In hepatitis C virus, non-structural proteins are cleaved from the viral polyprotein by viral encoded proteases. Although proteolytic processing goes to completion, the rate of cleavage differs between different boundaries, primarily due to the sequence at these positions. However, it is not known whether slow cleavage is important for viral replication or a consequence of restrictions on sequences that can be tolerated at the cleaved ends of non-structural proteins. To address this question, mutations were introduced into the NS4B side of the NS4B5A boundary, and their effect on replication and polyprotein processing was examined in the context of a subgenomic replicon. Single mutations that modestly increased the rate of boundary processing were phenotypically silent, but a double mutation, which further increased the rate of boundary cleavage, was lethal.

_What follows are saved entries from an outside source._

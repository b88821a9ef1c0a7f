use std::collections::HashMap;

use metrohash::MetroBuildHasher;
use thiserror::Error;

use crate::{utils::Bounds, Pos};

pub use build::{Liveness, TextFormat, DEFAULT_PATTERN};
mod build;

/// State of a single lattice position.
#[derive(Debug, Default, Clone, Copy, PartialEq, Eq)]
pub enum Cell {
    Alive,
    #[default]
    Dead,
}

impl Cell {
    pub fn is_alive(self) -> bool {
        self == Cell::Alive
    }

    /// Conway's rule: 3 neighbors give life, 2 keep the current state, anything else kills.
    pub fn next(self, live_neighbors: usize) -> Cell {
        match live_neighbors {
            3 => Cell::Alive,
            2 => self,
            _ => Cell::Dead,
        }
    }
}

impl From<bool> for Cell {
    fn from(alive: bool) -> Self {
        if alive {
            Cell::Alive
        } else {
            Cell::Dead
        }
    }
}

#[derive(Debug, Clone, Copy, PartialEq, Eq, Error)]
#[error("grid must have at least one live cell")]
pub struct EmptyGridError;

/// One generation: every known position mapped to its explicit state.
///
/// Positions that were never recorded are dead. A grid handed out by a
/// constructor always holds at least one live cell, and it cannot be
/// changed afterwards:
///
/// ```compile_fail
/// let mut grid = conway::Grid::from_text("x").unwrap();
/// grid.set(conway::pos!(0, 0), conway::Cell::Dead);
/// ```
///
/// ```compile_fail
/// let grid = conway::Grid::default();
/// ```
#[derive(Debug, Clone, PartialEq, Eq)]
pub struct Grid {
    cells: HashMap<Pos, Cell, MetroBuildHasher>,
}

impl Grid {
    pub(crate) fn empty() -> Self {
        Self {
            cells: HashMap::default(),
        }
    }

    pub fn get(&self, pos: Pos) -> Cell {
        self.cells.get(&pos).copied().unwrap_or_default()
    }

    pub fn is_alive(&self, pos: Pos) -> bool {
        self.get(pos).is_alive()
    }

    /// live positions, sorted by row then column.
    pub fn actives(&self) -> Vec<Pos> {
        let mut actives: Vec<Pos> = self.live_positions().collect();
        actives.sort_by_key(|pos| (pos.y, pos.x));
        actives
    }

    pub fn live_count(&self) -> usize {
        self.live_positions().count()
    }

    /// number of positions with a recorded state, live or dead.
    pub fn known_count(&self) -> usize {
        self.cells.len()
    }

    /// smallest rectangle containing every live cell.
    pub fn bounds(&self) -> Option<Bounds> {
        Bounds::covering(self.live_positions())
    }

    /// Records `cell` at `pos`. Mutators don't check that a live cell remains.
    pub(crate) fn set(&mut self, pos: Pos, cell: Cell) {
        self.cells.insert(pos, cell);
    }

    /// Records `cell` only where nothing is known yet.
    pub(crate) fn add_if_absent(&mut self, pos: Pos, cell: Cell) {
        self.cells.entry(pos).or_insert(cell);
    }

    #[allow(dead_code)]
    pub(crate) fn remove(&mut self, pos: Pos) {
        self.cells.remove(&pos);
    }

    pub fn live_neighbors(&self, pos: Pos) -> usize {
        pos.neighbors().filter(|n| self.is_alive(*n)).count()
    }

    /// Computes the following generation, evaluated entirely against `self`.
    ///
    /// The returned flag is false once no live cell remains, in which case the
    /// returned grid must not be used as a new starting point.
    pub fn next(&self) -> (Grid, bool) {
        let candidates = self.with_neighbors();
        let mut next = Grid::empty();
        for (pos, cell) in candidates.cells {
            next.set(pos, cell.next(self.live_neighbors(pos)));
        }
        let ok = next.live_count() > 0;
        (next, ok)
    }

    /// live cells with their state, plus every neighbor seeded as dead.
    fn with_neighbors(&self) -> Grid {
        let mut grid = Grid::empty();
        for pos in self.live_positions() {
            grid.set(pos, Cell::Alive);
            for neighbor in pos.neighbors() {
                grid.add_if_absent(neighbor, Cell::Dead);
            }
        }
        grid
    }

    fn live_positions(&self) -> impl Iterator<Item = Pos> + '_ {
        self.cells
            .iter()
            .filter_map(|(pos, cell)| cell.is_alive().then_some(*pos))
    }

    fn require_non_empty(self) -> Result<Self, EmptyGridError> {
        if self.live_count() == 0 {
            Err(EmptyGridError)
        } else {
            Ok(self)
        }
    }
}

#[cfg(test)]
mod tests {
    use super::*;
    use crate::pos;

    fn grid(rows: &[&[u8]]) -> Grid {
        Grid::from_rows(rows.iter().map(|row| row.iter().copied())).unwrap()
    }

    #[test]
    fn rule_for_every_neighbor_count() {
        for count in 0..=8 {
            let expected_from_dead = count == 3;
            let expected_from_alive = count == 2 || count == 3;
            assert_eq!(Cell::Dead.next(count).is_alive(), expected_from_dead, "dead with {count}");
            assert_eq!(Cell::Alive.next(count).is_alive(), expected_from_alive, "alive with {count}");
        }
    }

    #[test]
    fn rule_through_constructed_neighborhoods() {
        let center = pos!(0, 0);
        for count in 0..=8 {
            for center_alive in [false, true] {
                let mut g = Grid::empty();
                for neighbor in center.neighbors().take(count) {
                    g.set(neighbor, Cell::Alive);
                }
                g.set(center, Cell::from(center_alive));
                assert_eq!(g.live_neighbors(center), count);

                let (next, _) = g.next();
                let expected = match count {
                    3 => true,
                    2 => center_alive,
                    _ => false,
                };
                assert_eq!(next.is_alive(center), expected, "count {count}, alive {center_alive}");
            }
        }
    }

    #[test]
    fn live_neighbors_counts() {
        let g = grid(&[&[1, 0, 0, 0], &[1, 1, 1, 0], &[0, 0, 1, 1], &[0, 0, 0, 0]]);
        assert_eq!(g.live_neighbors(pos!(0, 0)), 2);
        assert_eq!(g.live_neighbors(pos!(2, 2)), 3);
    }

    #[test]
    fn candidates_are_live_cells_and_their_ring() {
        let g = grid(&[&[1, 0], &[0, 1]]);
        let candidates = g.with_neighbors();
        assert_eq!(candidates.known_count(), 14);
        assert_eq!(candidates.actives(), vec![pos!(0, 0), pos!(1, 1)]);
        assert_eq!(candidates.get(pos!(-1, -1)), Cell::Dead);
        assert!(candidates.cells.contains_key(&pos!(2, 2)));
        assert!(!candidates.cells.contains_key(&pos!(2, -1)));
    }

    #[test]
    fn blinker_oscillates() {
        let vertical = grid(&[&[0, 1, 0], &[0, 1, 0], &[0, 1, 0]]);
        let (horizontal, ok) = vertical.next();
        assert!(ok);
        assert_eq!(horizontal.actives(), vec![pos!(0, 1), pos!(1, 1), pos!(2, 1)]);

        let (back, ok) = horizontal.next();
        assert!(ok);
        assert_eq!(back.actives(), vertical.actives());
    }

    #[test]
    fn toad_phase() {
        let start = grid(&[&[0, 0, 0, 0], &[0, 1, 1, 1], &[1, 1, 1, 0], &[0, 0, 0, 0]]);
        let expected = grid(&[&[0, 0, 1, 0], &[1, 0, 0, 1], &[1, 0, 0, 1], &[0, 1, 0, 0]]);
        let (next, _) = start.next();
        assert_eq!(next.actives(), expected.actives());
    }

    #[test]
    fn block_is_still() {
        let mut g = grid(&[&[0, 0, 0, 0], &[0, 1, 1, 0], &[0, 1, 1, 0], &[0, 0, 0, 0]]);
        let block = g.actives();
        for _ in 0..5 {
            let (next, ok) = g.next();
            assert!(ok);
            assert_eq!(next.actives(), block);
            g = next;
        }
    }

    #[test]
    fn next_does_not_keep_distant_dead_cells() {
        let mut g = grid(&[&[1, 1], &[1, 1]]);
        g.set(pos!(40, 40), Cell::Dead);
        let (next, _) = g.next();
        assert!(!next.cells.contains_key(&pos!(40, 40)));
        assert_eq!(next.known_count(), 16);
    }

    #[test]
    fn blinker_on_the_lattice_edge() {
        let mut g = Grid::empty();
        for y in 0..3 {
            g.set(pos!(i32::MAX, y), Cell::Alive);
        }
        let (next, ok) = g.next();
        assert!(ok);
        assert_eq!(next.actives(), vec![pos!(i32::MAX - 1, 1), pos!(i32::MAX, 1)]);
        assert_eq!(next.bounds().unwrap().width(), 2);
    }

    #[test]
    fn lone_cell_dies() {
        let g = grid(&[&[1]]);
        let (next, ok) = g.next();
        assert!(!ok);
        assert_eq!(next.live_count(), 0);
        assert_eq!(next.bounds(), None);
    }

    #[test]
    fn add_if_absent_keeps_known_state() {
        let mut g = Grid::empty();
        g.set(pos!(1, 1), Cell::Alive);
        g.add_if_absent(pos!(1, 1), Cell::Dead);
        g.add_if_absent(pos!(2, 1), Cell::Dead);
        assert_eq!(g.get(pos!(1, 1)), Cell::Alive);
        assert_eq!(g.known_count(), 2);

        g.remove(pos!(1, 1));
        assert_eq!(g.get(pos!(1, 1)), Cell::Dead);
        assert_eq!(g.known_count(), 1);
    }

    #[test]
    fn bounds_include_negative_cells() {
        let mut g = grid(&[&[1, 0, 0, 0], &[0, 0, 1, 0], &[0, 0, 1, 0], &[0, 1, 1, 0]]);
        g.set(pos!(-2, 0), Cell::Alive);
        let bounds = g.bounds().unwrap();
        assert_eq!(bounds.min, pos!(-2, 0));
        assert_eq!(bounds.max, pos!(2, 3));
    }
}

Rescue experiments relying on viral RNA polymerase-induced error failed to identify second site compensatory mutations. Use of a replicon library with codon degeneracy did allow identification of second site compensatory mutations, some of which fell exclusively within the NS5A side of the boundary. These mutations slowed boundary cleavage and only enhanced replication in the context of the original lethal NS4B double mutation. Overall, the data indicate that slow cleavage of the NS4B5A boundary is important and identify a previously unrecognized role for NS4B5A-containing precursors requiring them to exist for a minimum finite period of time.

Item Type:Articles
Status:Published
Refereed:Yes
Glasgow Author(s) Enlighten ID:Jones, Dr Daniel and McLauchlan, Professor John
Authors: Herod, M. R., Jones, D. M., McLauchlan, J., and McCormick, C. J.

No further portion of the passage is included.